╭─ Supplied information

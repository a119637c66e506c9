//! Cursor and CursorSelection
//!
//! A [`Cursor`] is a point in one node's text; a [`CursorSelection`] is a
//! pair of cursors plus the direction of travel that produced it.

use vox_dom::{Document, DomTree, NodeId};

/// A point inside a node's cached text
#[derive(Debug, Clone, PartialEq, Eq)]
pub struct Cursor {
    pub node: NodeId,
    /// Byte offset into `text`, always on a char boundary
    pub index: usize,
    /// Text of the node when the cursor was made
    pub text: String,
}

impl Cursor {
    /// Create a cursor, clamping `index` into `text`
    pub fn new(node: NodeId, index: usize, text: impl Into<String>) -> Self {
        let text = text.into();
        let mut index = index.min(text.len());
        while !text.is_char_boundary(index) {
            index -= 1;
        }
        Self { node, index, text }
    }

    /// Cursor at the start of a node
    pub fn at_node(tree: &DomTree, node: NodeId) -> Self {
        Self::new(node, 0, vox_a11y::get_node_text(tree, node))
    }
}

/// A directed point or range in the document
#[derive(Debug, Clone, Eq)]
pub struct CursorSelection {
    pub start: Cursor,
    pub end: Cursor,
    /// Direction of travel, not geometric order
    pub reversed: bool,
}

impl PartialEq for CursorSelection {
    fn eq(&self, other: &Self) -> bool {
        self.start == other.start && self.end == other.end
    }
}

impl CursorSelection {
    pub fn new(start: Cursor, end: Cursor, reversed: bool) -> Self {
        Self { start, end, reversed }
    }

    /// Collapsed selection at the start of `node`
    pub fn from_node(tree: &DomTree, node: NodeId) -> Self {
        let cursor = Cursor::at_node(tree, node);
        Self::new(cursor.clone(), cursor, false)
    }

    /// Range `[start, end)` inside one node's text
    pub fn from_range(node: NodeId, text: &str, start: usize, end: usize, reversed: bool) -> Self {
        Self::new(Cursor::new(node, start, text), Cursor::new(node, end, text), reversed)
    }

    /// The "beginning of page" sentinel: a collapsed selection on the
    /// traversal root
    pub fn from_body(doc: &Document) -> Self {
        let cursor = Cursor::new(doc.traversal_root(), 0, "");
        Self::new(cursor.clone(), cursor, false)
    }

    /// Same selection travelling the other way (or the same way)
    #[must_use]
    pub fn set_reversed(mut self, reversed: bool) -> Self {
        self.reversed = reversed;
        self
    }

    /// Check this is the body sentinel of `doc`
    pub fn is_body_sentinel(&self, doc: &Document) -> bool {
        let root = doc.traversal_root();
        self.start.node == root && self.end.node == root
    }

    /// Node the next move starts from: `end` going forward, `start` going back
    pub fn directed_node(&self) -> NodeId {
        if self.reversed {
            self.start.node
        } else {
            self.end.node
        }
    }

    /// Check start and end are the same point
    pub fn is_collapsed(&self) -> bool {
        self.start == self.end
    }

    /// Selected text when both ends are in the same node
    pub fn selected_text(&self) -> &str {
        if self.start.node != self.end.node {
            return "";
        }
        let text = &self.start.text;
        let (a, b) = (self.start.index.min(self.end.index), self.start.index.max(self.end.index));
        text.get(a..b.min(text.len())).unwrap_or_default()
    }
}

#[cfg(test)]
mod tests {
    use super::*;

    #[test]
    fn test_cursor_clamps_to_char_boundary() {
        let c = Cursor::new(NodeId::ROOT, 2, "é!");
        assert_eq!(c.index, 2);
        let c = Cursor::new(NodeId::ROOT, 1, "é!");
        assert_eq!(c.index, 0);
        let c = Cursor::new(NodeId::ROOT, 99, "abc");
        assert_eq!(c.index, 3);
    }

    #[test]
    fn test_equality_ignores_direction() {
        let a = CursorSelection::from_range(NodeId::ROOT, "Hello world", 0, 5, false);
        let b = a.clone().set_reversed(true);
        assert_eq!(a, b);
        assert!(b.reversed);
        assert_eq!(a.selected_text(), "Hello");
    }

    #[test]
    fn test_body_sentinel() {
        let doc = Document::default();
        let sel = CursorSelection::from_body(&doc);
        assert!(sel.is_body_sentinel(&doc));
        assert!(sel.is_collapsed());
        assert_eq!(sel.directed_node(), doc.body());
    }
}
//! vox Accessibility
//!
//! Content oracle consulted by the vox navigation engine.
//!
//! Features:
//! - ARIA roles, states, properties
//! - Implicit roles for HTML and MathML elements
//! - Accessible name and value
//! - Content, object-leaf and group-leaf classification
//! - DOM predicates for semantic jumps

pub mod aria;
pub mod dom_util;
pub mod group_util;
pub mod name;
pub mod predicates;
pub mod role;

pub use aria::{AriaAttributes, AriaRole, AriaState};
pub use dom_util::{
    NodeState, collapse_whitespace, get_node_text, has_content, is_control, is_editable,
    is_focusable, is_hidden, is_hidden_in_tree, is_in_editable, is_leaf_node, states,
};
pub use group_util::{DEFAULT_GROUP_MAX_CHARS, group_text, is_breakout, is_group_leaf};
pub use name::{element_by_id, get_name, get_value, name_from_subtree};
pub use predicates::DomPredicate;
pub use role::{get_role, heading_level};

/// Accessibility error
#[derive(Debug, thiserror::Error)]
pub enum A11yError {
    #[error("Invalid ARIA role: {0}")]
    InvalidRole(String),
}
//! HTML5 Parser implementation
//!
//! Uses html5ever's RcDom and converts it to the vox arena DOM.

use html5ever::parse_document;
use html5ever::tendril::TendrilSink;
use markup5ever_rcdom::{Handle, NodeData as RcNodeData, RcDom};
use vox_dom::{Document, DomTree, Namespace, NodeId};

/// Elements whose whitespace-only text is significant
const PRESERVE_WHITESPACE: &[&str] = &["pre", "textarea"];

/// Block-level elements; whitespace between two of them separates nothing
const BLOCK_TAGS: &[&str] = &[
    "address", "article", "aside", "blockquote", "body", "caption", "dd", "details", "dialog",
    "div", "dl", "dt", "fieldset", "figcaption", "figure", "footer", "form", "h1", "h2", "h3",
    "h4", "h5", "h6", "head", "header", "hr", "li", "main", "nav", "ol", "p", "pre", "section",
    "summary", "table", "tbody", "td", "tfoot", "th", "thead", "title", "tr", "ul", "script",
    "style", "template",
];

/// HTML5 parser
#[derive(Debug, Default)]
pub struct HtmlParser;

impl HtmlParser {
    /// Create a new HTML parser
    pub fn new() -> Self {
        Self
    }

    /// Parse HTML string into a Document
    pub fn parse(&self, html: &str) -> Document {
        self.parse_with_url(html, "about:blank")
    }

    /// Parse HTML with a base URL
    pub fn parse_with_url(&self, html: &str, url: &str) -> Document {
        tracing::debug!("Parsing HTML document: {}", url);

        let dom = parse_document(RcDom::default(), Default::default()).one(html);

        let mut document = Document::empty(url);
        let root = document.tree().root();
        self.convert_node(&dom.document, document.tree_mut(), root);
        document.finalize();

        tracing::debug!("Parsed {} nodes", document.tree().len());
        document
    }

    /// Convert an RcDom node (and its subtree) under `parent`
    fn convert_node(&self, handle: &Handle, tree: &mut DomTree, parent: NodeId) {
        let id = match &handle.data {
            RcNodeData::Document => {
                self.convert_children(handle, tree, parent);
                return;
            }
            RcNodeData::Doctype { name, .. } => tree.create_doctype(&**name),
            RcNodeData::Text { contents } => tree.create_text(&**contents.borrow()),
            RcNodeData::Comment { contents } => tree.create_comment(&**contents),
            RcNodeData::Element { name, attrs, .. } => {
                let ns = Namespace::from_url(&*name.ns);
                let id = tree.create_element_ns(ns, &*name.local);
                for attr in attrs.borrow().iter() {
                    // Only element ids are passed, so this cannot fail
                    let _ = tree.set_attribute(id, &*attr.name.local, &*attr.value);
                }
                id
            }
            RcNodeData::ProcessingInstruction { .. } => return,
        };

        if let Err(err) = tree.append_child(parent, id) {
            tracing::warn!("dropping parsed node {}: {}", id, err);
            return;
        }

        self.convert_children(handle, tree, id);
    }

    /// Convert the children of `handle`, dropping whitespace that only
    /// separates block content
    fn convert_children(&self, handle: &Handle, tree: &mut DomTree, parent: NodeId) {
        let children = handle.children.borrow();
        for (i, child) in children.iter().enumerate() {
            if is_whitespace_text(child) {
                let prev = i.checked_sub(1).and_then(|p| children.get(p));
                let next = children.get(i + 1);
                if !keeps_whitespace(tree, parent, prev, next) {
                    continue;
                }
            }
            self.convert_node(child, tree, parent);
        }
    }
}

fn is_whitespace_text(handle: &Handle) -> bool {
    match &handle.data {
        RcNodeData::Text { contents } => contents.borrow().trim().is_empty(),
        _ => false,
    }
}

/// Whitespace-only text is kept in preformatted content and between inline
/// content; it is dropped outside the body, inside MathML, and where both
/// neighbours (or the parent's edges) are block-level.
fn keeps_whitespace(tree: &DomTree, parent: NodeId, prev: Option<&Handle>, next: Option<&Handle>) -> bool {
    let Some(tag) = tree.tag_name(parent) else {
        return false;
    };
    if PRESERVE_WHITESPACE.contains(&tag) {
        return true;
    }
    if matches!(tag, "html" | "head") || tree.namespace(parent) == Some(Namespace::MathMl) {
        return false;
    }
    !(prev.is_none_or(is_block) && next.is_none_or(is_block))
}

fn is_block(handle: &Handle) -> bool {
    match &handle.data {
        RcNodeData::Element { name, .. } => BLOCK_TAGS.contains(&&*name.local),
        _ => false,
    }
}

╰─

[Exercise details]:
Each line from the first line of the entries up to and including the line containing "let mut index" should be transcribed exactly, with all other lines left out.

[Solution for this task]:
repository a119637c66e506c9
//! Cursor and CursorSelection
//!
//! A [`Cursor`] is a point in one node's text; a [`CursorSelection`] is a
//! pair of cursors plus the direction of travel that produced it.

use vox_dom::{Document, DomTree, NodeId};

/// A point inside a node's cached text
#[derive(Debug, Clone, PartialEq, Eq)]
pub struct Cursor {
    pub node: NodeId,
    /// Byte offset into `text`, always on a char boundary
    pub index: usize,
    /// Text of the node when the cursor was made
    pub text: String,
}

impl Cursor {
    /// Create a cursor, clamping `index` into `text`
    pub fn new(node: NodeId, index: usize, text: impl Into<String>) -> Self {
        let text = text.into();
        let mut index = index.min(text.len());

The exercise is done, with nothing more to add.